Partly to mostly cloudy. A stray shower or thunderstorm is possible. Low 73F. Winds NE at 10 to 15 mph.
Updated: August 24, 2022 @ 4:40 pm
Killeen Independent School District school board. 

Metro Editor
Killeen Independent School District school board. 
This article was updated to include a correction regarding Tad Dorroh’s $15 million to $25 million estimate.
The Killeen Independent School District board of trustees recently discussed the need for cyber security insurance to include ransom coverage in case of an attack.
During the board’s Aug. 9 meeting, Killeen ISD Deputy Superintendent, and acting Chief Financial Officer, Megan Bradley provided the board with an overview of the district’s insurance premiums — including an annual increase of 163% in the cost of cyber security insurance.
Between last year and this school year, according to Bradley’s presentation, the district’s cyber security insurance premium went up by $301,000.
“I would probably pay twice that if asked because I am that scared of that (a cyber attack) happening,” board member Oliver Mintz said.
Superintendent John Craft told the board cyber attacks on school districts have become more frequent in recent years.
“You don’t have to look very far across the state, across the nation … school districts and universities, colleges have really become victims of cyber attacks,” Craft said.
“Usually what it entails is kind of a hostage taking of data and information,” he said. “It enables, in essence, the individual to usually barter some type of crypto currency as ransom. In most cases entities are, in some form or fashion, paying.”
In 2021, Judson ISD, outside of San Antonio, paid a $547,000 ransom to a hacker in order to prevent the public release of sensitive information. That same year, in Florida, a hacker demanded $40 million from the Broward County School District. In that case, the district refused to pay the ransom and the hackers publicly released thousands of stolen files.
As ransomware attacks become more common, Craft said the district may want to look at additional cyber security insurance.
“We’ve had the conversation that perhaps we start looking at, similar to health insurance, kind of a self-funded type program in the event that we did experience an attack,” Craft said. “It’d be in essence the protection that would safeguard us in the event we’re breached.”
The superintendent said the district is in the process of eliminating the use of external drives in a move toward a cloud-based storage system in an effort to increase KISD’s cyber security.
“This is an area of vulnerability that there is just a lot of risk,” he said.
Tad Dorroh, BKCW Insurance advisor, said during the board meeting he talked with the district about $15 million to $25 million for cyber security insurance.

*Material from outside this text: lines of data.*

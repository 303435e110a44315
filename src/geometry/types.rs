//! Core geometric types shared by shapes and connectors

use std::cell::Cell;

/// Stable identity of a vertex.
///
/// Keys survive coordinate changes: when a shape regenerates its boundary the
/// vertex at a given polygon index keeps the key it had before, so anchors
/// that recorded keys keep resolving. Keys are compared for topological
/// identity; coordinates are compared for geometry.
#[derive(Debug, Clone, Copy, PartialEq, Eq, Hash, PartialOrd, Ord)]
pub struct VertexKey(pub(crate) u64);

/// Monotonic issuer of vertex keys.
///
/// One allocator per diagram keeps keys unique across every shape and
/// connector it owns. The counter lives in a `Cell` so allocation works
/// through shared references; the engine is single-threaded by design.
#[derive(Debug, Default)]
pub struct KeyAllocator {
    next: Cell<u64>,
}

impl KeyAllocator {
    pub fn new() -> Self {
        Self::default()
    }

    /// Issue the next key. Never returns the same key twice.
    pub fn next_key(&self) -> VertexKey {
        let key = self.next.get();
        self.next.set(key + 1);
        VertexKey(key)
    }
}

/// A coordinate pair without identity, used for arithmetic and derived
/// positions (midpoints, deltas, resolved anchor targets).
#[derive(Debug, Clone, Copy, PartialEq, Default)]
pub struct Vec2 {
    pub x: f64,
    pub y: f64,
}

impl Vec2 {
    pub fn new(x: f64, y: f64) -> Self {
        Self { x, y }
    }

    pub fn add(self, other: Vec2) -> Vec2 {
        Vec2::new(self.x + other.x, self.y + other.y)
    }

    pub fn sub(self, other: Vec2) -> Vec2 {
        Vec2::new(self.x - other.x, self.y - other.y)
    }

    pub fn scale(self, factor: f64) -> Vec2 {
        Vec2::new(self.x * factor, self.y * factor)
    }

    pub fn dot(self, other: Vec2) -> f64 {
        self.x * other.x + self.y * other.y
    }

    /// Euclidean length
    pub fn norm(self) -> f64 {
        self.dot(self).sqrt()
    }

    /// Unit-length copy; the zero vector stays zero rather than dividing by it
    pub fn normalized(self) -> Vec2 {
        let n = self.norm();
        if n == 0.0 {
            Vec2::default()
        } else {
            self.scale(1.0 / n)
        }
    }
}

/// A 2-D point with a stable identity key.
///
/// Points serve both as free-standing connector waypoints and as shape
/// boundary vertices. Copies preserve the key; there is no way to change a
/// key after creation.
#[derive(Debug, Clone, Copy, PartialEq)]
pub struct Point {
    pub x: f64,
    pub y: f64,
    key: VertexKey,
}

impl Point {
    pub fn new(x: f64, y: f64, key: VertexKey) -> Self {
        Self { x, y, key }
    }

    pub fn key(&self) -> VertexKey {
        self.key
    }

    /// Identity comparison: same vertex regardless of where it has moved to
    pub fn same_vertex(&self, other: &Point) -> bool {
        self.key == other.key
    }

    pub fn pos(&self) -> Vec2 {
        Vec2::new(self.x, self.y)
    }

    pub fn translate(&mut self, dx: f64, dy: f64) {
        self.x += dx;
        self.y += dy;
    }

    pub fn distance_to(&self, other: &Point) -> f64 {
        self.pos().sub(other.pos()).norm()
    }
}

/// Classification of the segment between two points.
///
/// `Diagonal` only ever describes a freshly bound anchor edge; a settled
/// connector path alternates strictly between the two axis variants.
#[derive(Debug, Clone, Copy, PartialEq, Eq)]
pub enum Direction {
    Horizontal,
    Vertical,
    Diagonal,
}

/// Classify the segment between two positions under a coordinate tolerance.
///
/// Equal x (within tolerance) reads as vertical, equal y as horizontal,
/// anything else as diagonal.
pub fn direction_between(a: Vec2, b: Vec2, tolerance: f64) -> Direction {
    if (a.x - b.x).abs() <= tolerance {
        Direction::Vertical
    } else if (a.y - b.y).abs() <= tolerance {
        Direction::Horizontal
    } else {
        Direction::Diagonal
    }
}

/// An axis-aligned bounding box
#[derive(Debug, Clone, Copy, PartialEq)]
pub struct BoundingBox {
    pub x: f64,
    pub y: f64,
    pub width: f64,
    pub height: f64,
}

impl BoundingBox {
    pub fn new(x: f64, y: f64, width: f64, height: f64) -> Self {
        Self {
            x,
            y,
            width,
            height,
        }
    }

    /// Create a zero-sized bounding box at the origin
    pub fn zero() -> Self {
        Self::new(0.0, 0.0, 0.0, 0.0)
    }

    /// Right edge x-coordinate
    pub fn right(&self) -> f64 {
        self.x + self.width
    }

    /// Bottom edge y-coordinate
    pub fn bottom(&self) -> f64 {
        self.y + self.height
    }

    /// Center point of the bounding box
    pub fn center(&self) -> Vec2 {
        Vec2::new(self.x + self.width / 2.0, self.y + self.height / 2.0)
    }

    /// Compute the union of two bounding boxes (smallest box containing both)
    pub fn union(&self, other: &BoundingBox) -> BoundingBox {
        let x = self.x.min(other.x);
        let y = self.y.min(other.y);
        let right = self.right().max(other.right());
        let bottom = self.bottom().max(other.bottom());
        BoundingBox::new(x, y, right - x, bottom - y)
    }

    /// Expand this bounding box to include a position
    pub fn expand_to_include(&self, p: Vec2) -> BoundingBox {
        let x = self.x.min(p.x);
        let y = self.y.min(p.y);
        let right = self.right().max(p.x);
        let bottom = self.bottom().max(p.y);
        BoundingBox::new(x, y, right - x, bottom - y)
    }

    /// Smallest box containing every position in the iterator, or a zero box
    /// for an empty iterator
    pub fn around(points: impl IntoIterator<Item = Vec2>) -> BoundingBox {
        let mut iter = points.into_iter();
        let Some(first) = iter.next() else {
            return BoundingBox::zero();
        };
        let mut bounds = BoundingBox::new(first.x, first.y, 0.0, 0.0);
        for p in iter {
            bounds = bounds.expand_to_include(p);
        }
        bounds
    }
}

impl Default for BoundingBox {
    fn default() -> Self {
        Self::zero()
    }
}

#[cfg(test)]
mod tests {
    use super::*;

    #[test]
    fn test_key_allocator_is_monotonic() {
        let keys = KeyAllocator::new();
        let a = keys.next_key();
        let b = keys.next_key();
        let c = keys.next_key();
        assert!(a < b && b < c);
    }

    #[test]
    fn test_point_copy_preserves_key() {
        let keys = KeyAllocator::new();
        let p = Point::new(1.0, 2.0, keys.next_key());
        let mut q = p;
        q.translate(10.0, 0.0);
        assert!(p.same_vertex(&q));
        assert_eq!(q.x, 11.0);
    }

    #[test]
    fn test_direction_between_axis_aligned() {
        let a = Vec2::new(0.0, 0.0);
        assert_eq!(
            direction_between(a, Vec2::new(0.0, 50.0), 0.0),
            Direction::Vertical
        );
        assert_eq!(
            direction_between(a, Vec2::new(50.0, 0.0), 0.0),
            Direction::Horizontal
        );
        assert_eq!(
            direction_between(a, Vec2::new(30.0, 50.0), 0.0),
            Direction::Diagonal
        );
    }

    #[test]
    fn test_direction_between_tolerance() {
        let a = Vec2::new(0.0, 0.0);
        let b = Vec2::new(1.5, 80.0);
        assert_eq!(direction_between(a, b, 2.0), Direction::Vertical);
        assert_eq!(direction_between(a, b, 0.0), Direction::Diagonal);
    }

    #[test]
    fn test_vec2_norm_and_normalized() {
        let v = Vec2::new(3.0, 4.0);
        assert_eq!(v.norm(), 5.0);
        let u = v.normalized();
        assert!((u.norm() - 1.0).abs() < 1e-12);
        assert_eq!(Vec2::default().normalized(), Vec2::default());
    }

    #[test]
    fn test_bounding_box_edges_and_center() {
        let bb = BoundingBox::new(10.0, 20.0, 100.0, 50.0);
        assert_eq!(bb.right(), 110.0);
        assert_eq!(bb.bottom(), 70.0);
        assert_eq!(bb.center(), Vec2::new(60.0, 45.0));
    }

    #[test]
    fn test_bounding_box_union() {
        let a = BoundingBox::new(0.0, 0.0, 50.0, 50.0);
        let b = BoundingBox::new(100.0, 100.0, 50.0, 50.0);
        let union = a.union(&b);
        assert_eq!(union.width, 150.0);
        assert_eq!(union.height, 150.0);
    }

    #[test]
    fn test_bounding_box_around_points() {
        let bb = BoundingBox::around([
            Vec2::new(10.0, 5.0),
            Vec2::new(-5.0, 20.0),
            Vec2::new(30.0, 0.0),
        ]);
        assert_eq!(bb.x, -5.0);
        assert_eq!(bb.y, 0.0);
        assert_eq!(bb.right(), 30.0);
        assert_eq!(bb.bottom(), 20.0);
    }
}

Dorroh clarified in an email Tuesday that the cyber security discussion revolved around buying insurance to protect different layers of risk.
“These additional layers that we were discussing related to 15-25 million additional coverage levels in insurance policies,” Dorroh said Tuesday. “There are insurance products designed to protect different layers of coverage.”
During the meeting, board members Oliver Mintz and JoAnn Purser cautioned the district from publicly stating how much ransom money KISD may or may not have on hand in the future.
“I think Ms. Purser was right on the money; I think this may be a closed-door conversation,” Mintz said.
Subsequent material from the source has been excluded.